Drug Resistance Grows Menacingly
Every five minutes a child in Southeast Asia dies from an infection caused by drug-resistant bacteria -- a situation that is likely to get worse. Anti-microbial resistance, which happens when micro-organisms become less susceptible to antibiotics, is making diseases more difficult to contain and harder to cure. Diseases we no longer fear, such as pneumonia and tuberculosis, are re-emerging as major killers, as the tools we use to fight them become less effective.
It's a daunting prospect, one that I have experienced myself. Not so long ago, my daughter, who just entered kindergarten, developed a fever. I assumed it was nothing and would soon pass. But it lingered, and lingered. I remember the crawling fear as I watched her getting weaker and weaker, and I realised that the medicines were not working. I was fortunate, and could take her to a well-equipped clinic, where doctors treated her with more potent antibiotics, and she recovered. But too many children are not so lucky.
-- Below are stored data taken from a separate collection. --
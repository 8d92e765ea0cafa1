// Output generation module

pub mod html;
pub mod params;
pub mod partition;
pub mod templates;

pub use html::*;
pub use params::*;
pub use partition::*;
pub use templates::*;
Drug resistance is also complicating the treatment of old and relatively common diseases, such as pneumonia, and systematically eroding generational improvements in global health. The reduction in maternal and child deaths over the past 15 years, for instance, was in great part due to increased vaccine coverage and access to antibiotics.
Drug resistance also jeopardises our chances of achieving internationally agreed health targets. Efforts at tackling malaria, for example, are being undermined by an increased resistance to drugs...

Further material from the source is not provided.